He writes that a “massive shift is occurring within video game culture, as all of the video game systems are connecting to the Internet and games become social rather than individual experiences. Logically, social games, in which each player must become trustworthy quest companions within an enduring group of players, will have even greater influence upon player’s values, beliefs and personalities.”

Bainbridge continues that “This major shift could have the paradoxical result of greatly reducing the social isolation widely believed to afflict many gamers, while drawing them even further away from conventional society into a subculture rife with religious deviance.” In a content analysis of video game reviews by a Christian website, Bainbridge found that in reviews of 82 games, 19 presented images of alternative or invented religions, “which would be called cults if they existed outside the game.

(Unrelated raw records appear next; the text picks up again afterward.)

//! Receiver configuration
//!
//! Every protocol and buffering constant lives in [`RadioConfig`] so a server
//! with a different frequency range or audio rate can be targeted from a TOML
//! file without rebuilding. Configuration is only ever read, never written.

use serde::Deserialize;
use std::path::{Path, PathBuf};
use std::time::Duration;
use thiserror::Error;

/// Configuration loading errors
#[derive(Error, Debug)]
pub enum ConfigError {
    #[error("Failed to read config file {path}: {source}")]
    Read {
        path: PathBuf,
        #[source]
        source: std::io::Error,
    },
    #[error("Failed to parse config file {path}: {source}")]
    Parse {
        path: PathBuf,
        #[source]
        source: toml::de::Error,
    },
}

/// Server-side AGC parameters sent on the audio channel at connect
#[derive(Debug, Clone, Deserialize, PartialEq)]
#[serde(default)]
pub struct AgcConfig {
    pub on: bool,
    pub hang: bool,
    /// Threshold in dBm
    pub thresh: i32,
    pub slope: i32,
    /// Decay time constant in ms
    pub decay: i32,
    /// Manual gain (0..=100), used when AGC is off
    pub man_gain: i32,
}

impl Default for AgcConfig {
    fn default() -> Self {
        Self {
            on: true,
            hang: false,
            thresh: -75,
            slope: 6,
            decay: 4000,
            man_gain: 50,
        }
    }
}

/// Protocol, display and audio buffering constants
#[derive(Debug, Clone, Deserialize, PartialEq)]
#[serde(default)]
pub struct RadioConfig {
    /// Highest tunable frequency (kHz)
    pub max_freq_khz: f64,
    /// Deepest zoom level the server accepts
    pub max_zoom: u8,
    /// Waterfall bins per spectrum row
    pub bins: usize,
    /// Rows of waterfall history
    pub display_rows: usize,
    /// Server audio sample rate (Hz)
    pub native_rate: u32,
    /// Audio device sample rate (Hz)
    pub sink_rate: u32,
    /// Samples in one server audio frame, used for synthetic silence
    pub samples_per_frame: usize,
    /// Jitter buffer target depth (frames)
    pub jitter_depth: usize,
    /// Frames consumed per resampling pass
    pub chunk_frames: usize,
    /// Dynamic range (dB) below which waterfall rows are dimmed
    pub min_dyn_range_db: f32,
    /// Lower clip percentile for waterfall intensity
    pub clip_low_pct: f32,
    /// Upper clip percentile for waterfall intensity
    pub clip_high_pct: f32,
    /// Auto mode switches to USB at or above this frequency (kHz)
    pub auto_mode_threshold_khz: f64,
    /// Display ticks per second
    pub display_fps: u32,
    /// Chance per tick of sending a keepalive on both channels
    pub keepalive_probability: f64,
    /// Longest wait for one spectrum frame per tick (ms)
    pub frame_timeout_ms: u64,
    /// Name announced to the server
    pub ident_user: String,
    pub agc: AgcConfig,
}

impl Default for RadioConfig {
    fn default() -> Self {
        Self {
            max_freq_khz: 30000.0,
            max_zoom: 14,
            bins: 1024,
            display_rows: 400,
            native_rate: 12000,
            sink_rate: 48000,
            samples_per_frame: 512,
            jitter_depth: 20,
            chunk_frames: 16,
            min_dyn_range_db: 70.0,
            clip_low_pct: 40.0,
            clip_high_pct: 100.0,
            auto_mode_threshold_khz: 10000.0,
            display_fps: 30,
            keepalive_probability: 0.05,
            frame_timeout_ms: 1000,
            ident_user: "kiwirx".to_string(),
            agc: AgcConfig::default(),
        }
    }
}

impl RadioConfig {
    /// Load configuration from an explicit path, the user config directory,
    /// or fall back to defaults
    pub fn load(explicit: Option<&Path>) -> Result<Self, ConfigError> {
        if let Some(path) = explicit {
            return Self::from_file(path);
        }

        match default_config_path() {
            Some(path) if path.exists() => Self::from_file(&path),
            _ => Ok(Self::default()),
        }
    }

    pub fn from_file(path: &Path) -> Result<Self, ConfigError> {
        let contents = std::fs::read_to_string(path).map_err(|source| ConfigError::Read {
            path: path.to_path_buf(),
            source,
        })?;
        Self::from_toml(&contents).map_err(|source| ConfigError::Parse {
            path: path.to_path_buf(),
            source,
        })
    }

    pub fn from_toml(contents: &str) -> Result<Self, toml::de::Error> {
        toml::from_str(contents)
    }

    /// Time between display ticks
    pub fn tick_interval(&self) -> Duration {
        Duration::from_secs_f64(1.0 / self.display_fps.max(1) as f64)
    }

    pub fn frame_timeout(&self) -> Duration {
        Duration::from_millis(self.frame_timeout_ms)
    }
}

/// `<config dir>/kiwirx/config.toml`, if the platform has a config directory
pub fn default_config_path() -> Option<PathBuf> {
    directories::BaseDirs::new().map(|dirs| dirs.config_dir().join("kiwirx").join("config.toml"))
}

#[cfg(test)]
mod tests {
    use super::*;

    #[test]
    fn test_defaults_match_reference_server() {
        let config = RadioConfig::default();
        assert_eq!(config.max_freq_khz, 30000.0);
        assert_eq!(config.max_zoom, 14);
        assert_eq!(config.bins, 1024);
        assert_eq!(config.native_rate, 12000);
        assert_eq!(config.sink_rate, 48000);
        assert_eq!(config.jitter_depth, 20);
        assert_eq!(config.chunk_frames, 16);
        assert_eq!(config.min_dyn_range_db, 70.0);
        assert_eq!((config.clip_low_pct, config.clip_high_pct), (40.0, 100.0));
    }

    #[test]
    fn test_partial_toml_keeps_defaults() {
        let config = RadioConfig::from_toml(
            r#"
            max_freq_khz = 32000.0
            sink_rate = 44100

            [agc]
            on = false
            man_gain = 80
            "#,
        )
        .unwrap();

        assert_eq!(config.max_freq_khz, 32000.0);
        assert_eq!(config.sink_rate, 44100);
        assert_eq!(config.bins, 1024);
        assert!(!config.agc.on);
        assert_eq!(config.agc.man_gain, 80);
        assert_eq!(config.agc.thresh, -75);
    }

    #[test]
    fn test_invalid_toml_is_rejected() {
        assert!(RadioConfig::from_toml("bins = \"many\"").is_err());
    }

    #[test]
    fn test_missing_explicit_file_is_read_error() {
        let err = RadioConfig::load(Some(Path::new("/nonexistent/kiwirx.toml"))).unwrap_err();
        assert!(matches!(err, ConfigError::Read { .. }));
    }

    #[test]
    fn test_tick_interval() {
        let config = RadioConfig::default();
        let interval = config.tick_interval();
        assert!((interval.as_secs_f64() - 1.0 / 30.0).abs() < 1e-9);
    }
}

Reviewers seem especially disturbed when the player must perform rituals or otherwise act in accordance with the deviant beliefs of the religion.”

In online virtual worlds, such as Second Life and World of Warcraft (WoW), participants take on “avatars” or characters that represent themselves as they play the games. Both contain virtual churches and WoW contains a high degree of supernatural symbolism; with its “engagement of the user’s emotions, and the many hours each week members may participate, one could argue it has greater spiritual significance than all but a half-dozen mainstream denominations.”

(Review of Religious Research, 618 SW Second Ave., Galva, IL 61434)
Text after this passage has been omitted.